Conda

Conda is an open-source environment and package manager. Miniconda is a free installer for Conda and Python and comes with a few other packages. Anaconda is also a package manager that has a much larger number of packages pre-installed.

Managing Conda Environments

Creating Environments

Note

We recommend avoiding building Conda environments in your /home, for its space quota. Instead, Use /work, which can be requested by PIs for groups in need of space /work.

Installing local virtual environment using Conda is recommended on the cluster. You can have multiple environments with different packages for each, which allows project’s environments to be independent of others. You only have to load the anaconda3 module.

From the login node, log-in to a compute node.

Request one node on the short partition with 1 CPU core. Then, load the anaconda3/2022.05 module.
1srun --partition=short --nodes=1 --cpus-per-task=1 --pty /bin/bash
2module load anaconda3/2022.05

To create a new Conda environment where <environment-name> is the path and name. You can see a list of your existing environments with conda env list.

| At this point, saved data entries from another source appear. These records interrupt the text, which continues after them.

//! Order statistics: sorting, evenly spaced grids and percentiles.
//!
//! Percentiles use linear interpolation between closest ranks, the
//! convention most array libraries default to: the `q`-th percentile of a
//! sorted sample of length `n` sits at virtual index `q / 100 * (n - 1)`.

use std::cmp::Ordering;

/// Return a sorted copy of `values`.
///
/// Uses `f64::total_cmp`, so NaN sorts after `+inf`. Callers that care
/// should filter non-finite values first.
pub fn sorted_copy(values: &[f64]) -> Vec<f64> {
    let mut out = values.to_vec();
    out.sort_by(f64::total_cmp);
    out
}

/// `num` evenly spaced samples over `[start, stop]`, endpoint included.
///
/// Samples are computed as `start + i * step` and the final sample is
/// pinned to `stop` exactly.
pub fn linspace(start: f64, stop: f64, num: usize) -> Vec<f64> {
    match num {
        0 => Vec::new(),
        1 => vec![start],
        _ => {
            let div = (num - 1) as f64;
            let step = (stop - start) / div;
            let mut out: Vec<f64> = (0..num).map(|i| start + i as f64 * step).collect();
            out[num - 1] = stop;
            out
        }
    }
}

/// Linear interpolation that is exact at both ends.
fn lerp(a: f64, b: f64, t: f64) -> f64 {
    let diff = b - a;
    if t >= 0.5 {
        b - diff * (1.0 - t)
    } else {
        a + diff * t
    }
}

/// The `q`-th percentile (`q` in `[0, 100]`) of an already sorted sample.
///
/// Returns NaN for an empty sample or an out-of-range `q`.
pub fn percentile_sorted(sorted: &[f64], q: f64) -> f64 {
    if sorted.is_empty() || q.is_nan() || !(0.0..=100.0).contains(&q) {
        return f64::NAN;
    }
    let n = sorted.len();
    if n == 1 {
        return sorted[0];
    }
    let virtual_index = q / 100.0 * (n - 1) as f64;
    let lo = (virtual_index.floor() as usize).min(n - 1);
    let hi = (lo + 1).min(n - 1);
    let t = virtual_index - lo as f64;
    if lo == hi {
        return sorted[lo];
    }
    lerp(sorted[lo], sorted[hi], t)
}

/// Percentiles of an unsorted sample at each of `qs`.
pub fn percentiles(values: &[f64], qs: &[f64]) -> Vec<f64> {
    let sorted = sorted_copy(values);
    qs.iter().map(|&q| percentile_sorted(&sorted, q)).collect()
}

/// The `p`-quantile (`p` in `[0, 1]`) of an unsorted sample.
pub fn quantile(values: &[f64], p: f64) -> f64 {
    let sorted = sorted_copy(values);
    percentile_sorted(&sorted, p * 100.0)
}

/// Collapse consecutive equal values in a sorted slice.
///
/// Returns the distinct values in order; `-0.0` and `0.0` compare equal.
pub fn dedup_sorted(sorted: &[f64]) -> Vec<f64> {
    let mut out: Vec<f64> = Vec::with_capacity(sorted.len());
    for &v in sorted {
        match out.last() {
            Some(last) if last.partial_cmp(&v) == Some(Ordering::Equal) => {}
            _ => out.push(v),
        }
    }
    out
}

conda create --prefix=/<path>/<environment-name> python=3.11 anaconda

Attention

Do NOT automatically initialize conda on startup, as it sometimes interferes with other environments on the HPC. If you have previously set conda to initialize on startup, remove the conda initialization script from the .bashrc file. See Conda and .bashrc for more details.

Follow the prompts to complete the Conda install, then activate the environment.

source activate /<path>/<environment-name>

Your command line prompt will then include the path and name of environment.

(/<path>/<environment-name>) [<username>@c2001 dirname]$

Tip

The conda config --set env_prompt '({name}) ' command modifies your .condarc to show only the environment, which displays as follows:

(<environment-name>) [<username>@c2000 dirname]$

With your Conda environment activated you can install a specific package with

conda install [packagename]

To deactivate the current active Conda environment

conda deactivate

To delete a Conda environment and all of its related packages, run:

conda remove -n yourenvironmentname --all

Listing Environments

You can view the environments you’ve created in your home directory by using the following command

conda env list
# conda environments:
#
MlGenomics               $HOME/.conda/envs/MlGenomics
base                     $HOME/miniconda3

To list the software packages within a specific environment, use

conda list --name env_name

If you’ve created an environment in a different location, you can still list its packages using:

conda list --prefix /path/to/env

Exporting Environment

For ensuring reproducibility, it’s recommended to export a list of all packages and versions in an environment to an environment file. This file can then be used to recreate the exact environment on another system or by another user. It also serves as a record of the software environment used for your analysis.

Removing Environments

When you need to remove an environment located in your home directory, execute:

conda env remove --name env_name

For environments located elsewhere, you can remove them using:

rm -rf /path/to/env

Clean Conda Environment

To remove packages that are no longer used by any environment and any downloaded tarballs stored in the conda package cache, run:

conda clean --all

By following these guidelines, you can efficiently manage your Conda environments and packages, ensuring reproducibility and a clean system.

Using Miniconda

This procedure assumes that you have not installed Miniconda. If you need to update Miniconda, do not follow the installation procedure. Use conda update. This procedure uses the Miniconda3 version with Python version 3.8 in step 2, although there are other versions you can install (e.g., 3.9 or 3.11).

Installing Miniconda

Attention

Make sure to log on to a compute node.

srun --partition=short --nodes=1 --cpus-per-task=1 --pty /bin/bash

Download Miniconda, check the hash key, and install as follows:

wget --quiet https://repo.anaconda.com/miniconda/Miniconda3-latest-Linux-x86_64.sh
sha256sum Miniconda3-latest-Linux-x86_64.sh
bash Miniconda3-latest-Linux-x86_64.sh -b -p <dir>

Where <dir> is the full path to your desired installation directory (e.g., /work/mygroup/miniconda3).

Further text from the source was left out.